Una sinistra che a livello regionale sprofonda invischiata in vergognosi giri di appalti truccati e corruzione (vedi Del Turco in Abruzzo, vedi la giunta di Firenze guidata da Dominici, vedi Bassolino in Campania...) non può fare battaglie di moralità con la destra.

Una sinistra che ha non ha esitato a mettere il bavaglio agli unici due magistrati coraggiosi che indagavano sui sporchi affari dei suoi massimi esponenti (vedi Forleo, vedi De Magistris) non può fare battaglie sull'indipendenza della magistratura contro la destra. E infatti non la farà. Anzi, ha già annunciato che si siederà al tavolo con colui che la giustizia la sta sfregiando da almeno 30 anni per discutere su "una condivisa riforma della giustizia".

No, they can't.

In realtà l'antiberlusconismo non esiste.
Esiste solo un forma di resistenza istintiva, rudimentale, contro i soprusi e l'arroganza di un uomo che governa il paese sull'onda del consenso popolare, aggiustando il suo operato in base ai propri problemi giudiziari e all'umore dell'opinione pubblica che i suoi esperti sondaggisti fotografano in tempo reale.

Ieri, quella mummia di Gianni Letta, ciambellano di corte da tempi immemori, è stato contestato a suon di uova, pomodori e cori "Buffone, buffone" mentre si recava all'università di Siena per ritirare il premio Frajese.
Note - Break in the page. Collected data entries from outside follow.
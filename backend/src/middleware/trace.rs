//! Middleware assigning every request a trace identifier.
//!
//! The identifier is held in task-local storage for the lifetime of the
//! request, echoed in the `trace-id` response header, and attached to every
//! domain error raised while handling the request.

use std::task::{Context, Poll};

use actix_web::Error;
use actix_web::dev::{Service, ServiceRequest, ServiceResponse, Transform};
use actix_web::http::header::{HeaderName, HeaderValue};
use futures_util::future::{LocalBoxFuture, Ready, ready};
use tracing::{Instrument, error, info_span};

use crate::domain::{TRACE_ID_HEADER, TraceId};

/// Tracing middleware factory.
///
/// # Examples
/// ```
/// use actix_web::App;
/// use fleet_backend::Trace;
///
/// let _app = App::new().wrap(Trace);
/// ```
#[derive(Clone)]
pub struct Trace;

impl<S, B> Transform<S, ServiceRequest> for Trace
where
    S: Service<ServiceRequest, Response = ServiceResponse<B>, Error = Error> + 'static,
    S::Future: 'static,
    B: 'static,
{
    type Response = ServiceResponse<B>;
    type Error = Error;
    type InitError = ();
    type Transform = TraceMiddleware<S>;
    type Future = Ready<Result<Self::Transform, Self::InitError>>;

    fn new_transform(&self, service: S) -> Self::Future {
        ready(Ok(TraceMiddleware { service }))
    }
}

/// Service wrapper produced by [`Trace`].
pub struct TraceMiddleware<S> {
    service: S,
}

impl<S, B> Service<ServiceRequest> for TraceMiddleware<S>
where
    S: Service<ServiceRequest, Response = ServiceResponse<B>, Error = Error> + 'static,
    S::Future: 'static,
    B: 'static,
{
    type Response = ServiceResponse<B>;
    type Error = Error;
    type Future = LocalBoxFuture<'static, Result<Self::Response, Self::Error>>;

    fn poll_ready(&self, cx: &mut Context<'_>) -> Poll<Result<(), Self::Error>> {
        self.service.poll_ready(cx)
    }

    fn call(&self, req: ServiceRequest) -> Self::Future {
        let trace_id = TraceId::generate();
        let span = info_span!(
            "http_request",
            %trace_id,
            method = %req.method(),
            path = %req.path(),
        );
        // The inner service future is created inside the scope so extractors
        // that run eagerly already see the trace id.
        let fut = TraceId::sync_scope(trace_id, || self.service.call(req));
        Box::pin(
            TraceId::scope(trace_id, async move {
                let mut res = fut.await?;
                tracing::debug!(status = res.status().as_u16(), "request completed");
                match HeaderValue::from_str(&trace_id.to_string()) {
                    Ok(value) => {
                        res.response_mut()
                            .headers_mut()
                            .insert(HeaderName::from_static(TRACE_ID_HEADER), value);
                    }
                    Err(error) => {
                        error!(%error, %trace_id, "failed to encode trace identifier header");
                    }
                }
                Ok(res)
            })
            .instrument(span),
        )
    }
}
Erano i ricercatori precari che protestavano contro la legge 133 ammazza-università.

Evidentemente bisogna organizzarsi come si può.
Ma, in mancanza di un'opposizione seria, vanno bene anche le uova.

6 commenti:

sR ha detto...

Mitico!!!
Come si fa a non condivdere???
come si fa!

helena f. ha detto...

Che meraviglia.
Mi dispiace aver conosciuto questo blog solo oggi, ma non è mai troppo tardi.
Un'altro blog di vera informazione.
Grazie, grazie, grazie per il tuo lavoro al servizio della verità.
E' un piacere leggerti.

Mckiller78 ha detto...

ESATTAMENTE!!
E' proprio questo il punto, non esiste l'opposizione perché non puo usare le "armi giuste" per colpire nel cuore del governo. E' come un vampiro che per ucciderne un altro molto piu potente usi freccette di plastica anzichè, non potendoli toccare, usare letali pugnali d'argento. Che la quasi omonimia tra i due partiti(PDL,PD) non sia una semplice coincidenza?
Ma se anche si trattasse di uno scherzo del destino(infame!) la similitudine resta, ahime, nel contenuto.
E' recente la preoccupazione del nostro(sob) presidente del consiglio sulla questione morale della sinistra!! MA COS'è UNA BARZELLETTA!!?? Berlusconi che fa la morale!!??? Il bello è che andando oltre a:"senti da che pulpito viene la predica!!" ha pure ragione!!! non la esce la sinistra? ci pensa il cavaliere!! che sia un ricatto? forse. Anche se stavolta potrebbe avere fatto un passo falso nell'uscire l'argomento, gli si potrebbe ritorcere tutto contro. E FU COSI CHE IL PD LIBERATO DAI SUOI SCHELETRI, DIVENNE OPPOSIZIONE. si potrà leggere fra 50 anni in un qualsiasi testo di storia...seeeee...come no...Fantapolitica..votiamo Di pietro o non ne usciamo piu'.

Luca kiri ha detto...

Ottimo blog.

Anonimo ha detto...

Bravo, un articolo lucido sulla
continua figura di kakka, che
stanno facendo questi idioti
SINISTRI.

antonio e francesca ha detto...

Bellisimo e anche divertente questo Blog. é veramente un piacere visitarlo.